Bulletin News

“Teach-In” to Honor Sandy Hook Shooting Victim


In the wake of the horrific shootings at Sandy Hook Elementary School, which claimed the life of a SUNY Cortland alumna, the College will host a “teach-in” about the threat posed by guns in American schools.

The event will feature Distinguished Service Professor Robert Spitzer, an internationally respected gun-law expert, as well as University Police Chief Steve Dangler, elementary school administrators, teachers and SUNY Cortland teacher candidates. It will take place from 7 to 9 p.m. on Tuesday, Feb. 5, in Sperry Center, Room 205.

The panelists will discuss whether there is any kind of role for guns in schools, including armed police officers or teachers as some gun-rights advocacy groups have suggested. Michelle Kelly, associate professor in the School of Education’s Foundations and Social Advocacy Department, also will speak, sharing how teachers have made schools safe without guns, often by taking heroic action.

Former Sandy Hook school psychologist Mary Joy Greene Sherlach ’78, who was killed in the Dec. 14 attack, epitomizes that type of heroism. When gunman Adam Lanza first shattered a school window to get inside her building, Sherlach and the school principal immediately raced toward him in an effort to protect the 700 children in the school.

They became the first two people killed at Sandy Hook School.

Before Lanza finally turned one of his guns on himself, he managed to kill 26 people, including 20 first-grade children. His rampage was the second-deadliest school shooting in United States history. It led to the quick passage of new gun-control legislation in New York state and sparked national debates on the availability of firearms and the nation’s mental health system.  

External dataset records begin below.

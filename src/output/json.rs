//! JSON dataset persistence
//!
//! The dataset is a pretty-printed UTF-8 array of player objects. Writes go
//! to a sibling temporary file first and are renamed into place, so a crash
//! never leaves a truncated dataset behind.

use crate::output::{PersistError, PersistResult};
use crate::record::PlayerRecord;
use serde::Serialize;
use serde_json::ser::PrettyFormatter;
use std::ffi::OsString;
use std::fs;
use std::path::{Path, PathBuf};

/// Serializes records as a 4-space indented JSON array
pub fn to_json(records: &[PlayerRecord]) -> PersistResult<Vec<u8>> {
    let mut buf = Vec::new();
    let formatter = PrettyFormatter::with_indent(b"    ");
    let mut serializer = serde_json::Serializer::with_formatter(&mut buf, formatter);
    records
        .serialize(&mut serializer)
        .map_err(PersistError::Serialize)?;
    buf.push(b'\n');
    Ok(buf)
}

/// Writes the dataset to `path`, replacing any previous file atomically
///
/// # Arguments
///
/// * `path` - Destination file; missing parent directories are created
/// * `records` - Records in final dataset order
///
/// # Returns
///
/// * `Ok(())` - The file at `path` holds the complete dataset
/// * `Err(PersistError)` - Nothing was replaced
pub fn write_dataset(path: &Path, records: &[PlayerRecord]) -> PersistResult<()> {
    if let Some(parent) = path.parent() {
        if !parent.as_os_str().is_empty() {
            fs::create_dir_all(parent).map_err(|source| PersistError::Io {
                path: parent.to_path_buf(),
                source,
            })?;
        }
    }

    let contents = to_json(records)?;
    let tmp_path = temporary_path(path);

    fs::write(&tmp_path, contents).map_err(|source| PersistError::Io {
        path: tmp_path.clone(),
        source,
    })?;

    if let Err(source) = fs::rename(&tmp_path, path) {
        let _ = fs::remove_file(&tmp_path);
        return Err(PersistError::Io {
            path: path.to_path_buf(),
            source,
        });
    }

    Ok(())
}

/// Reads a dataset previously written by `write_dataset`
pub fn read_dataset(path: &Path) -> PersistResult<Vec<PlayerRecord>> {
    let contents = fs::read(path).map_err(|source| PersistError::Io {
        path: path.to_path_buf(),
        source,
    })?;

    serde_json::from_slice(&contents).map_err(|source| PersistError::Deserialize {
        path: path.to_path_buf(),
        source,
    })
}

/// `players.json` -> `players.json.tmp`, in the same directory
fn temporary_path(path: &Path) -> PathBuf {
    let mut name = OsString::from(path.as_os_str());
    name.push(".tmp");
    PathBuf::from(name)
}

“Mary’s actions were heroic, and exemplified courage, compassion and dedication,” SUNY Cortland President Erik J. Bitterbaum said. “We are proud to call her one of our own.”

A second “teach-in” on mental health issues and school safety is being planned. The educational events are part of a broader initiative taken by the College to help honor Sherlach’s memory.

SUNY Cortland will sponsor a scholarship in her name next fall, and has begun accepting donations. The fund will be used to offset tuition and other costs for a deserving student who is studying psychology. Sherlach graduated cum laude from Cortland with a psychology degree. She had been school psychologist at Sandy Hook since 1994.

The College also will make special recognition of Sherlach during Alumni Reunion 2013 this summer, when her graduating class of 1978 will be one of the featured reunions. Details of that recognition are not yet complete.

The Feb. 5 “teach-in” will bring together one of the nation’s top experts in firearm legislation with experienced educators. Spitzer’s expertise on gun issues has been in high demand since the shooting in Sandy Hook. During the last month, the professor of political science has appeared on ABC Nightly News and shared his analysis of the situation on National Public Radio and the British Broadcasting System. Spitzer has been quoted in The Washington Post, the New York Daily News, Bloomberg News, The Pittsburgh Post-Gazette, The Hill and The Independent in Great Britain.

The event is being organized by Lorraine Berry, project director for NeoVox; Kelly; Spitzer; and Andrea Lachance, dean of the School of Education.